Question #b1d48

1 Answer
Feb 22, 2017

Answer:

Here's how you can do that.

Explanation:

Hydrogen fluoride molecules, #"HF"#, can form hydrogen bonds with each other because

  • the hydrogen atom develops a partial positive charge as a result of the difference in electronegativity between hydrogen and fluorine
  • the fluorine atom has #3# lone pairs of electrons

As you might suspect, hydrogen bonds are formed between the partial positive hydrogen atom and the lone pairs present on the fluorine atom of a neighboring hydrogen fluoride molecule.

More specifically, each partial positive hydrogen can form a hydrogen bond with one lone pair of electrons present on the fluorine atom of a neighboring hydrogen fluoride molecule.

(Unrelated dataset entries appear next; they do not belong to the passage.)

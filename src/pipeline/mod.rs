//! The compiled render graph of one pipeline instance.
//!
//! A [`Scene`] is a linear chain of [`Layer`]s. Texture bindings live in an
//! arena owned by the scene; layers refer to them by [`BindingId`], so the
//! target of pass `i` and the source of pass `i + 1` are the same entry and
//! every GPU object has exactly one owner.

mod builder;
mod executor;

pub use builder::{build, build_scene, Compiled};
pub use executor::{draw, resize, DrawOutcome};

use crate::effect::{ComponentType, UniformData};
use crate::gpu::{
    AttributeLocation, BufferId, DrawMode, FramebufferId, ProgramId, RenderContext, ShaderId,
    TextureId, UniformLocation, VertexLayout,
};
use tracing::debug;

/// Explicit output size.
#[derive(Debug, Clone, Copy, PartialEq, Eq)]
pub struct Dimensions {
    pub width: u32,
    pub height: u32,
}

impl Dimensions {
    /// `None` when either side is zero; such a size counts as unset.
    pub fn non_zero(self) -> Option<Self> {
        (self.width > 0 && self.height > 0).then_some(self)
    }
}

/// Index of a texture binding inside its scene.
#[derive(Debug, Clone, Copy, PartialEq, Eq, Hash)]
pub struct BindingId(usize);

/// A texture, optionally wrapped in a framebuffer.
///
/// A binding without framebuffer is the media texture, filled by uploads.
#[derive(Debug, Clone, PartialEq, Eq)]
pub struct TextureBinding {
    pub texture: TextureId,
    pub framebuffer: Option<FramebufferId>,
    pub width: u32,
    pub height: u32,
    /// Reverse rows on upload
    pub flip_y: bool,
}

/// Where a pass writes.
#[derive(Debug, Clone, Copy, PartialEq, Eq)]
pub enum Target {
    Binding(BindingId),
    Screen,
}

/// A linked program and the two stages it owns.
#[derive(Debug, Clone, Copy, PartialEq, Eq)]
pub struct CompiledProgram {
    pub program: ProgramId,
    pub vertex: ShaderId,
    pub fragment: ShaderId,
}

#[derive(Debug, Clone)]
pub struct AttributeBinding {
    pub name: String,
    pub location: AttributeLocation,
    pub buffer: BufferId,
    pub layout: VertexLayout,
}

#[derive(Debug, Clone)]
pub struct UniformBinding {
    pub name: String,
    pub location: UniformLocation,
    pub component_count: u8,
    pub component_type: ComponentType,
    /// Live values, read on every draw
    pub data: UniformData,
}

/// One compiled pass.
#[derive(Debug, Clone)]
pub struct Layer {
    pub name: String,
    pub program: CompiledProgram,
    pub source: BindingId,
    pub target: Target,
    pub attributes: Vec<AttributeBinding>,
    pub uniforms: Vec<UniformBinding>,
    pub mode: DrawMode,
    pub vertex_count: u32,
}

/// Ordered passes plus the texture bindings they share.
#[derive(Debug, Default)]
pub struct Scene {
    bindings: Vec<TextureBinding>,
    layers: Vec<Layer>,
}

impl Scene {
    pub fn layers(&self) -> &[Layer] {
        &self.layers
    }

    pub fn binding(&self, id: BindingId) -> &TextureBinding {
        &self.bindings[id.0]
    }

    pub fn bindings(&self) -> &[TextureBinding] {
        &self.bindings
    }

    /// Looks up a live uniform of the pass at `layer`.
    pub fn uniform(&self, layer: usize, name: &str) -> Option<&UniformData> {
        self.layers
            .get(layer)?
            .uniforms
            .iter()
            .find(|u| u.name == name)
            .map(|u| &u.data)
    }

    fn add_binding(&mut self, binding: TextureBinding) -> BindingId {
        self.bindings.push(binding);
        BindingId(self.bindings.len() - 1)
    }

    /// Frees every GPU object the scene owns, each exactly once.
    pub fn release<C: RenderContext + ?Sized>(self, ctx: &mut C) {
        debug!(layers = self.layers.len(), bindings = self.bindings.len(), "Releasing scene");
        for layer in &self.layers {
            for attr in &layer.attributes {
                ctx.delete_buffer(attr.buffer);
            }
            ctx.delete_program(layer.program.program);
            ctx.delete_shader(layer.program.vertex);
            ctx.delete_shader(layer.program.fragment);
        }
        for binding in &self.bindings {
            if let Some(framebuffer) = binding.framebuffer {
                ctx.delete_framebuffer(framebuffer);
            }
            ctx.delete_texture(binding.texture);
        }
    }
}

Now, to draw the dipole of a hydrogen fluoride molecule, draw an arrow with a plus sign starting at the hydrogen atom and pointing towards the fluorine atom.

https://socratic.org/chemistry/intermolecular-bonding/polarity-of-molecules

The partial positive charge, #delta^(+)#, goes above the hydrogen atom and the partial negative charge, #delta^(-)#, goes above the fluorine atom.

Here's how molecules of hydrogen fluoride would look like with hydrogen bonds connecting them

http://www.chemguide.co.uk/inorganic/group7/acidityhx.html

Notice that each molecule of hydrogen fluoride can form just one hydrogen bond at given time due to the fact that each molecule has only one partial positive hydrogen atom.

So, to draw a hydrogen bond between two hydrogen fluoride molecules, simply draw a dotted line that goes from the partial positive hydrogen atom of one molecule to one of the #3# lone pairs of electrons present on the fluorine atom of another molecule.